We find that this out of memory exception typically happens more often on modern Android devices due to larger higher res images being loaded.  Some Android devices have a lazy Java garbage collector which doesn’t free memory in time when loading images back-to-back.  We attempt force garbage collection when loading an image, but there is no guarantee that the garbage collector will immediately do this, which I find to be true with the Kindle Fire HDs.  You can work-around this by loading images via a timer.  You can also work-around this by setting the “build.settings” option “largeHeap” to true, which requests the Android OS (version 3.0 or higher) to give the app more memory.  This has solved the problem for many people.

   http://docs.coronalabs.com/guide/distribution/buildSettings/index.html#large-heap

   http://forums.coronalabs.com/topic/24584-very-weird-texture-memory-problem-on-android/?p=154069

Anyways, I hope this helps.

@Joshua Quick

As your report mentions, the error is in Android 2.3 (both above and below work fine), so LargeHeap won’t help.

Also, as your report also mentions, it does try to load as 16-bit memory to workaround the out of memory error, if that can be done, I would appreciate it.

And finally, when the lua code is only a single line, that is load the problematic images, it outright crash, there is no Lua returning nil, it never finishes the routine on Corona side, it just crashes internally in Corona (in NativeToJavaBridge.java 1128 to be more exact), when the code that crashes when it is a single line is used normally on my game, it throws a runtime error popup instead.

Also I did tried heap workarounds, including loading zillions of smaller images (and it works, I can load 150mb of images on the vram), then unloading them and loading my image (it crashed on the already mentioned place).

Also tried to make a 100mb array of numbers, delete it, call garbage collector and then load the image (also crashed on the same .java file and line).

Just found this post: http://forums.coronalabs.com/topic/33862-build-1085-breaks-android-app/

The same issue, it seems.

By the way, if you make it really returns nil, it would make me happy enough, since I would be able to check if it returned nil, and then load my own workaround, but currently it crashes before returning anything, so I cannot check if I need or not to load a lower quality image.

Alestane on the IRC suggested me test see if I can load that Image with regular Android…

I quickly coughed that up: https://docs.google.com/file/d/0BypJ08jsizKzRzhGNkdRZFhYYWM/edit?usp=sharing

It works fine on the Xperia Play with no issues, the pic even looks really awesome and crisp (probably because to use full memory I did not allowed it to scale).

We already have try/catch blocks around all of our image loading code and our fallback mechanisms already attempt to load images as 16-bit color if we do not have enough memory.  Our past release versions of Corona already do this now.  Corona also does in fact return nil if we fail to load the image.  There is nothing more we can do on the Java end.  Everything you are asking us to… we are already doing it.  We have well over a 100 lines of fallback mechanisms to make image loading work on several low-end Android devices.

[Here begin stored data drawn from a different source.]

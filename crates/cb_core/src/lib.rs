pub mod card;
pub mod citation;
pub mod error;
pub mod excerpt;
pub mod extract;
pub mod text;
pub mod types;

pub use card::generate_card;
pub use error::{Error, Result};
pub use types::{ArticleSnapshot, Card};

use std::sync::Once;

static INIT: Once = Once::new();

/// One-time resource initialization: compiles the shared regex set up front
/// so the first request doesn't pay for it. Idempotent; call at process start.
pub fn init() {
    INIT.call_once(|| {
        lazy_static::initialize(&text::WHITESPACE_RUN);
    });
}

#[cfg(test)]
mod tests {
    #[test]
    fn test_init_is_idempotent() {
        super::init();
        super::init();
    }
}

The only device where we’ve seen our try/catch blocks fail to catch an OutOfMemory exception is on the Nexus One.  The catch block simply fails to catch that exception on that device and immediately force quits.  That is a unique issue on that device.  Because of this, your only option is to either exclude Nexus One support on Google Play or change your app to only support lower res image files.

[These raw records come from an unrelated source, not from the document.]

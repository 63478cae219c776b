//! Repository model and status engine.
//!
//! A [`Repository`] is one checkout: a work tree, a metadata directory, and
//! (once computed) a [`RepoInfo`] describing what needs attention. Submodules
//! are child `Repository` values owned by their parent, built from the
//! `.gitmodules` manifest with their metadata under the parent's `modules/`
//! directory. Computation is lazy and memoized: [`Repository::refresh`] runs
//! the checks enabled in [`RepoFlags`] exactly once per instance.

use std::path::PathBuf;
use std::sync::Arc;

use indexmap::IndexMap;

use crate::git::{GitError, VcsClient};

/// Which checks run and how results render. Constructed once from the CLI
/// and shared down the submodule tree; children never override it.
#[derive(Debug, Clone, Default)]
pub struct RepoFlags {
    pub submodules: bool,
    pub bugs: bool,
    pub color: bool,
    pub stash: bool,
    pub remotes: bool,
    pub verbose: bool,
}

/// How a local branch relates to its remote counterpart.
#[derive(Debug, Clone, Copy, PartialEq, Eq)]
pub enum BranchStatus {
    UpToDate,
    Behind,
    Ahead,
    Diverged,
    NoRemote,
}

impl BranchStatus {
    /// Clean statuses do not set the repository's `has_changes` flag.
    pub fn is_clean(self) -> bool {
        matches!(self, BranchStatus::UpToDate | BranchStatus::NoRemote)
    }

    /// Ranking used to pick the status a repository displays when its
    /// branches disagree.
    pub fn severity(self) -> u8 {
        match self {
            BranchStatus::UpToDate => 0,
            BranchStatus::NoRemote => 1,
            BranchStatus::Ahead => 2,
            BranchStatus::Behind => 3,
            BranchStatus::Diverged => 4,
        }
    }
}

/// Computation state of a lazily derived field. `Failed` is distinct from
/// `Computed` so a repository whose checks errored is never mistaken for a
/// clean one.
#[derive(Debug, Clone, Copy, PartialEq, Eq, Default)]
pub enum Freshness {
    #[default]
    Uncomputed,
    Computed,
    Failed,
}

/// The computed, renderable state of one repository.
#[derive(Debug, Clone, Default)]
pub struct RepoInfo {
    pub staged: bool,
    pub unstaged: bool,
    pub untracked: bool,
    pub bugs_file: bool,
    pub stash_entries: usize,
    /// Per-branch upstream relationship, in branch enumeration order.
    pub branches: IndexMap<String, BranchStatus>,
    /// True iff any field above is non-clean or any descendant submodule
    /// has changes.
    pub has_changes: bool,
}

impl RepoInfo {
    /// The highest-severity branch status, or `None` when the repository
    /// has no local branches (zero commits).
    pub fn worst_branch_status(&self) -> Option<BranchStatus> {
        self.branches
            .values()
            .copied()
            .max_by_key(|status| status.severity())
    }
}

/// One `{name, path}` record from a `.gitmodules` manifest.
#[derive(Debug, Clone, PartialEq, Eq)]
pub struct ModuleEntry {
    pub name: String,
    pub path: String,
}

/// Parse `.gitmodules` content into module records.
///
/// Scans for `[`-prefixed headers carrying the module name in quotes, then
/// for a `path` key among the following indented lines; the first
/// non-indented line ends a module's block. Malformed input truncates
/// parsing rather than failing: headers without a quoted name or without a
/// path are dropped, and running out of input mid-block is end-of-records.
pub fn parse_gitmodules(input: &str) -> Vec<ModuleEntry> {
    let mut entries = Vec::new();
    let mut lines = input.lines().peekable();

    while let Some(line) = lines.next() {
        if !line.starts_with('[') {
            continue;
        }
        let Some(name) = quoted_module_name(line) else {
            continue;
        };

        let mut path = None;
        while let Some(next) = lines.peek() {
            if !next.starts_with(' ') && !next.starts_with('\t') {
                break;
            }
            let Some(body) = lines.next() else {
                break;
            };
            if let Some(value) = key_value(body, "path") {
                path = Some(value.to_string());
                break;
            }
        }

        if let Some(path) = path.filter(|path| !path.is_empty()) {
            entries.push(ModuleEntry { name, path });
        }
    }

    entries
}

fn quoted_module_name(line: &str) -> Option<String> {
    line.split('"')
        .nth(1)
        .filter(|name| !name.is_empty())
        .map(|name| name.to_string())
}

fn key_value<'a>(line: &'a str, key: &str) -> Option<&'a str> {
    let rest = line.trim_start().strip_prefix(key)?;
    let value = rest.trim_start().strip_prefix('=')?;
    Some(value.trim())
}

/// One checkout, plus its submodule tree once computed.
#[derive(Debug)]
pub struct Repository {
    pub work_tree: PathBuf,
    pub git_dir: PathBuf,
    pub flags: Arc<RepoFlags>,
    pub info: RepoInfo,
    pub submodules: Vec<Repository>,
    working_tree: Freshness,
    submodules_state: Freshness,
}

impl Repository {
    /// A top-level repository, metadata at `work_tree/.git`.
    pub fn new(work_tree: impl Into<PathBuf>, flags: Arc<RepoFlags>) -> Self {
        let work_tree = work_tree.into();
        let git_dir = work_tree.join(".git");
        Self::with_git_dir(work_tree, git_dir, flags)
    }

    fn with_git_dir(work_tree: PathBuf, git_dir: PathBuf, flags: Arc<RepoFlags>) -> Self {
        Self {
            work_tree,
            git_dir,
            flags,
            info: RepoInfo::default(),
            submodules: Vec::new(),
            working_tree: Freshness::Uncomputed,
            submodules_state: Freshness::Uncomputed,
        }
    }

    pub fn working_tree_state(&self) -> Freshness {
        self.working_tree
    }

    pub fn submodules_state(&self) -> Freshness {
        self.submodules_state
    }

    #[cfg(test)]
    pub(crate) fn mark_computed_for_tests(&mut self) {
        self.working_tree = Freshness::Computed;
        self.submodules_state = Freshness::Computed;
    }

    #[cfg(test)]
    pub(crate) fn mark_failed_for_tests(&mut self) {
        self.working_tree = Freshness::Failed;
    }

    /// Run every enabled check, then recurse into submodules. Idempotent:
    /// an already-computed repository performs no further VCS calls.
    /// Returns the aggregated `has_changes` flag.
    ///
    /// A failure in the repository's own checks marks it `Failed` and is
    /// returned to the caller; the repository renders nothing afterwards.
    /// Submodule failures are logged and isolated so siblings still report.
    pub fn refresh<C: VcsClient>(&mut self, vcs: &C) -> Result<bool, GitError> {
        match self.working_tree {
            Freshness::Uncomputed => {
                if let Err(err) = self.refresh_own(vcs) {
                    self.working_tree = Freshness::Failed;
                    return Err(err);
                }
                self.working_tree = Freshness::Computed;
            }
            Freshness::Computed => {}
            Freshness::Failed => return Ok(false),
        }

        if self.flags.submodules && self.submodules_state == Freshness::Uncomputed {
            self.refresh_submodules(vcs);
            self.submodules_state = Freshness::Computed;
        }

        Ok(self.info.has_changes)
    }

    fn refresh_own<C: VcsClient>(&mut self, vcs: &C) -> Result<(), GitError> {
        self.check_working_tree(vcs)?;
        self.check_bugs();
        self.check_stash(vcs)?;
        self.check_remotes(vcs)?;
        Ok(())
    }

    fn check_working_tree<C: VcsClient>(&mut self, vcs: &C) -> Result<(), GitError> {
        for entry in vcs.status(&self.work_tree, &self.git_dir)? {
            if entry.index != ' ' && entry.index != '?' {
                self.info.staged = true;
            }
            if entry.worktree != ' ' && entry.worktree != '?' {
                self.info.unstaged = true;
            }
            if entry.index == '?' {
                self.info.untracked = true;
            }
        }
        if self.info.staged || self.info.unstaged || self.info.untracked {
            self.info.has_changes = true;
        }
        Ok(())
    }

    fn check_bugs(&mut self) {
        if !self.flags.bugs {
            return;
        }
        if self.work_tree.join("bugs").is_file() {
            self.info.bugs_file = true;
            self.info.has_changes = true;
        }
    }

    fn check_stash<C: VcsClient>(&mut self, vcs: &C) -> Result<(), GitError> {
        if !self.flags.stash {
            return Ok(());
        }
        let count = vcs.stash_count(&self.work_tree, &self.git_dir)?;
        self.info.stash_entries = count;
        if count > 0 {
            self.info.has_changes = true;
        }
        Ok(())
    }

    fn check_remotes<C: VcsClient>(&mut self, vcs: &C) -> Result<(), GitError> {
        if !self.flags.remotes {
            return Ok(());
        }

        log::info!("updating remote refs for {}", self.work_tree.display());
        if let Err(err) = vcs.update_remotes(&self.work_tree, &self.git_dir) {
            // Offline is fine: classify against the refs already on disk.
            log::warn!(
                "{}: remote update failed, using existing refs: {err}",
                self.work_tree.display()
            );
        }

        let locals = vcs.local_branches(&self.work_tree, &self.git_dir)?;
        let remotes = vcs.remote_branches(&self.work_tree, &self.git_dir)?;

        for local in locals {
            let status = self.classify_branch(vcs, &local, &remotes)?;
            if !status.is_clean() {
                self.info.has_changes = true;
            }
            self.info.branches.insert(local, status);
        }
        Ok(())
    }

    /// Classify one local branch against its remote counterpart. The match
    /// is by final path segment; when several remotes carry the branch, the
    /// first in ref-name sort order wins.
    fn classify_branch<C: VcsClient>(
        &self,
        vcs: &C,
        local: &str,
        remotes: &[String],
    ) -> Result<BranchStatus, GitError> {
        let Some(remote) = remotes
            .iter()
            .find(|remote| remote.rsplit('/').next() == Some(local))
        else {
            return Ok(BranchStatus::NoRemote);
        };

        let local_tip = vcs.rev_parse(
            &self.work_tree,
            &self.git_dir,
            &format!("refs/heads/{local}"),
        )?;
        let remote_tip = vcs.rev_parse(
            &self.work_tree,
            &self.git_dir,
            &format!("refs/remotes/{remote}"),
        )?;

        let (Some(local_tip), Some(remote_tip)) = (local_tip, remote_tip) else {
            // Ref vanished between enumeration and resolution.
            return Ok(BranchStatus::NoRemote);
        };

        if local_tip == remote_tip {
            return Ok(BranchStatus::UpToDate);
        }

        let base = vcs.merge_base(&self.work_tree, &self.git_dir, &local_tip, &remote_tip)?;
        Ok(match base {
            Some(base) if base == local_tip => BranchStatus::Behind,
            Some(base) if base == remote_tip => BranchStatus::Ahead,
            _ => BranchStatus::Diverged,
        })
    }

    fn refresh_submodules<C: VcsClient>(&mut self, vcs: &C) {
        let manifest = self.work_tree.join(".gitmodules");
        let content = std::fs::read_to_string(&manifest).unwrap_or_default();

        for entry in parse_gitmodules(&content) {
            let mut child = Repository::with_git_dir(
                self.work_tree.join(&entry.path),
                self.git_dir.join("modules").join(&entry.name),
                Arc::clone(&self.flags),
            );
            match child.refresh(vcs) {
                Ok(true) => self.info.has_changes = true,
                Ok(false) => {}
                Err(err) => {
                    log::warn!("skipping submodule {}: {err}", child.work_tree.display());
                }
            }
            self.submodules.push(child);
        }
    }
}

Bottom line, if that low-end Android device is giving you trouble, exclude support for it.  Probably not the answer you want to hear, but that’s why that option exists on Google Play.

Hello Joshua!

I went around doing some research on why the Try Catch block might be failing to work.

Seemly the consensus is that something is breaking and killing the JVM outright, since the JVM is dead, it won’t catch any exceptions, because it is dead already.

So, does you call NDK-based code inside your try catch block?